*** Block opens ***
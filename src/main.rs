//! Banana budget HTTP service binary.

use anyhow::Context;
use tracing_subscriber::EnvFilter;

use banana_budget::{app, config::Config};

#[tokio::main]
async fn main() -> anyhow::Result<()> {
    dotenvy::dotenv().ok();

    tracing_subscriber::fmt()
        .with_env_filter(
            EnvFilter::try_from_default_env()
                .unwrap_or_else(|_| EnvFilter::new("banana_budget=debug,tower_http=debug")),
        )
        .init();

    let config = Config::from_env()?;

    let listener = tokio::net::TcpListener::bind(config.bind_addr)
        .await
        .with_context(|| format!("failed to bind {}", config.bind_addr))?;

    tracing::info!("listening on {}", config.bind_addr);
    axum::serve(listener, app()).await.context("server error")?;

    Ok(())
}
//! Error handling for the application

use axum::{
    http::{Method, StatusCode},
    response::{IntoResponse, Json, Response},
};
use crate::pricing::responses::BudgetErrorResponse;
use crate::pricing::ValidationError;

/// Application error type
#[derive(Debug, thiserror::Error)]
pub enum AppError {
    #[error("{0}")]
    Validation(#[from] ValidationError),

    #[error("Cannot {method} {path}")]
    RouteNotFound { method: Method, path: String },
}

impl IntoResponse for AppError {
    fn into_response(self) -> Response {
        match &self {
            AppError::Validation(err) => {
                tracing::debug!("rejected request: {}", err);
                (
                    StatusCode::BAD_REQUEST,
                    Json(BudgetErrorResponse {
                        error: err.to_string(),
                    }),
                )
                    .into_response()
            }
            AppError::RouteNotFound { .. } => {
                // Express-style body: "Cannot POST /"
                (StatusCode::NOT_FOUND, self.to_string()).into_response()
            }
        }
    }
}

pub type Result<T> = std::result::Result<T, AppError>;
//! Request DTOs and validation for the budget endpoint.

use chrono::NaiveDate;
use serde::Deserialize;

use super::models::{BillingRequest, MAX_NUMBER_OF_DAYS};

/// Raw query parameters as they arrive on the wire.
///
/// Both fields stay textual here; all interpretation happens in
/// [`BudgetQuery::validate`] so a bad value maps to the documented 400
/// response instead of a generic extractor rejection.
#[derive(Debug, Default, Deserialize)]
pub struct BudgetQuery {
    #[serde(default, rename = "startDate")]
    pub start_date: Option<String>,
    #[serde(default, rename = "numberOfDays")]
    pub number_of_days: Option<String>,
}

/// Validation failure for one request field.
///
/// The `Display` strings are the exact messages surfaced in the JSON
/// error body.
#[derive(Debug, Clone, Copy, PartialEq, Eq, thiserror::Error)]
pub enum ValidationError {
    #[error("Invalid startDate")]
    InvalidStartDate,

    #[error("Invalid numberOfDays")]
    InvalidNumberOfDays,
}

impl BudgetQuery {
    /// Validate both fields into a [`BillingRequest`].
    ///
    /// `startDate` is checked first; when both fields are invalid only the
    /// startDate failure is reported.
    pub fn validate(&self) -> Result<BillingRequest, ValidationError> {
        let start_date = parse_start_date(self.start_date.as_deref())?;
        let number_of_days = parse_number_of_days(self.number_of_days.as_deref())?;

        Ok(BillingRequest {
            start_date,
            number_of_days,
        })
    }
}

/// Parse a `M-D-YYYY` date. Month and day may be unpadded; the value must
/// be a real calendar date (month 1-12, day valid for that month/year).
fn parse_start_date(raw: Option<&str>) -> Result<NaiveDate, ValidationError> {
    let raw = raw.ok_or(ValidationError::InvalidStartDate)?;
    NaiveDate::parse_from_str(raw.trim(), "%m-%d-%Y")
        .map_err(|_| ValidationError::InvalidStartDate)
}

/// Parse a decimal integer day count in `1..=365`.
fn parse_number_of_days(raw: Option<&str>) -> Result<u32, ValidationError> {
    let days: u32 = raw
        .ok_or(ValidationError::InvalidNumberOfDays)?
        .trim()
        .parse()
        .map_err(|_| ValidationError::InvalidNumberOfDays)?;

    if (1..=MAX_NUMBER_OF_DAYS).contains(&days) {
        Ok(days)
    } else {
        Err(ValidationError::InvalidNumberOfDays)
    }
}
*** Block closes ***
*** Block opens ***
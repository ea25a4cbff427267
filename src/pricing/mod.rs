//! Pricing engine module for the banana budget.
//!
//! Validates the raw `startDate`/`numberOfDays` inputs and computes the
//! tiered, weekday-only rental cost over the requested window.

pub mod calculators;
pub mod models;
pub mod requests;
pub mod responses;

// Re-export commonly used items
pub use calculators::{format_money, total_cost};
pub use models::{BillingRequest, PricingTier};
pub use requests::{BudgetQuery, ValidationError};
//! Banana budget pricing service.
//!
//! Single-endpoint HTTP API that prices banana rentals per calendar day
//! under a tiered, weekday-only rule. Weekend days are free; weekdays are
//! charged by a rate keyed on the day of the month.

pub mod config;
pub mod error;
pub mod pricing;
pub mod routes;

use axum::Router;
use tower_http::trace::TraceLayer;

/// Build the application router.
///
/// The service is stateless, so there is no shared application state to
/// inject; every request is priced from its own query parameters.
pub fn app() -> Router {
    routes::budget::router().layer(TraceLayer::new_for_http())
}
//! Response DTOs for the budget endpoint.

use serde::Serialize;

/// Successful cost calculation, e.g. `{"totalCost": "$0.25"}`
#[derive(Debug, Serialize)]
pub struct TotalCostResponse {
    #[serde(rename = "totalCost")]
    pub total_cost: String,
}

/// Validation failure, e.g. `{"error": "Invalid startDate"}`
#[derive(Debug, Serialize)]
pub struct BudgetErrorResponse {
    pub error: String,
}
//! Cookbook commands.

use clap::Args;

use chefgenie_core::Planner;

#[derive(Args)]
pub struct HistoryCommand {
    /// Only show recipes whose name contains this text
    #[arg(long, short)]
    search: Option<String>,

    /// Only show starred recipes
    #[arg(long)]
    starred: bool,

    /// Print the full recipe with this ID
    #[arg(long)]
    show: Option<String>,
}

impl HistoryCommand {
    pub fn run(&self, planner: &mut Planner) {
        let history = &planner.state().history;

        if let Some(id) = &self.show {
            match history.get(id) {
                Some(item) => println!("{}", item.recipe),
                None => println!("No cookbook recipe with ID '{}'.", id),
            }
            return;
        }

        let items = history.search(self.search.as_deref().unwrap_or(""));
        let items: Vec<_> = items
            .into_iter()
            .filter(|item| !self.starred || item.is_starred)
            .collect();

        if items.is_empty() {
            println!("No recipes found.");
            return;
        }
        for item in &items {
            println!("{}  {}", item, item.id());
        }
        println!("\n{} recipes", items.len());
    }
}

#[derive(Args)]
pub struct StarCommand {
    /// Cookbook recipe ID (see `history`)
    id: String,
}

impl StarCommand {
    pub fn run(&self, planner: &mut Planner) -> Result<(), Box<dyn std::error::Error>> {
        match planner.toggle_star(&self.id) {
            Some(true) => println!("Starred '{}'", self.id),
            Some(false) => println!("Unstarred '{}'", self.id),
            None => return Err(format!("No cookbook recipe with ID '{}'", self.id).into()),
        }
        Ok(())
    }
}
*** Block closes ***
Beginning at the line with "filename src/main.rs" and ending at the line with "use chrono::NaiveDate;", reproduce each line of the data above exactly, and add no other lines.

filename src/main.rs
//! Banana budget HTTP service binary.

use anyhow::Context;
use tracing_subscriber::EnvFilter;

use banana_budget::{app, config::Config};

#[tokio::main]
async fn main() -> anyhow::Result<()> {
    dotenvy::dotenv().ok();

    tracing_subscriber::fmt()
        .with_env_filter(
            EnvFilter::try_from_default_env()
                .unwrap_or_else(|_| EnvFilter::new("banana_budget=debug,tower_http=debug")),
        )
        .init();

    let config = Config::from_env()?;

    let listener = tokio::net::TcpListener::bind(config.bind_addr)
        .await
        .with_context(|| format!("failed to bind {}", config.bind_addr))?;

    tracing::info!("listening on {}", config.bind_addr);
    axum::serve(listener, app()).await.context("server error")?;

    Ok(())
}
//! Error handling for the application

use axum::{
    http::{Method, StatusCode},
    response::{IntoResponse, Json, Response},
};
use crate::pricing::responses::BudgetErrorResponse;
use crate::pricing::ValidationError;

/// Application error type
#[derive(Debug, thiserror::Error)]
pub enum AppError {
    #[error("{0}")]
    Validation(#[from] ValidationError),

    #[error("Cannot {method} {path}")]
    RouteNotFound { method: Method, path: String },
}

impl IntoResponse for AppError {
    fn into_response(self) -> Response {
        match &self {
            AppError::Validation(err) => {
                tracing::debug!("rejected request: {}", err);
                (
                    StatusCode::BAD_REQUEST,
                    Json(BudgetErrorResponse {
                        error: err.to_string(),
                    }),
                )
                    .into_response()
            }
            AppError::RouteNotFound { .. } => {
                // Express-style body: "Cannot POST /"
                (StatusCode::NOT_FOUND, self.to_string()).into_response()
            }
        }
    }
}

pub type Result<T> = std::result::Result<T, AppError>;
//! Request DTOs and validation for the budget endpoint.

use chrono::NaiveDate;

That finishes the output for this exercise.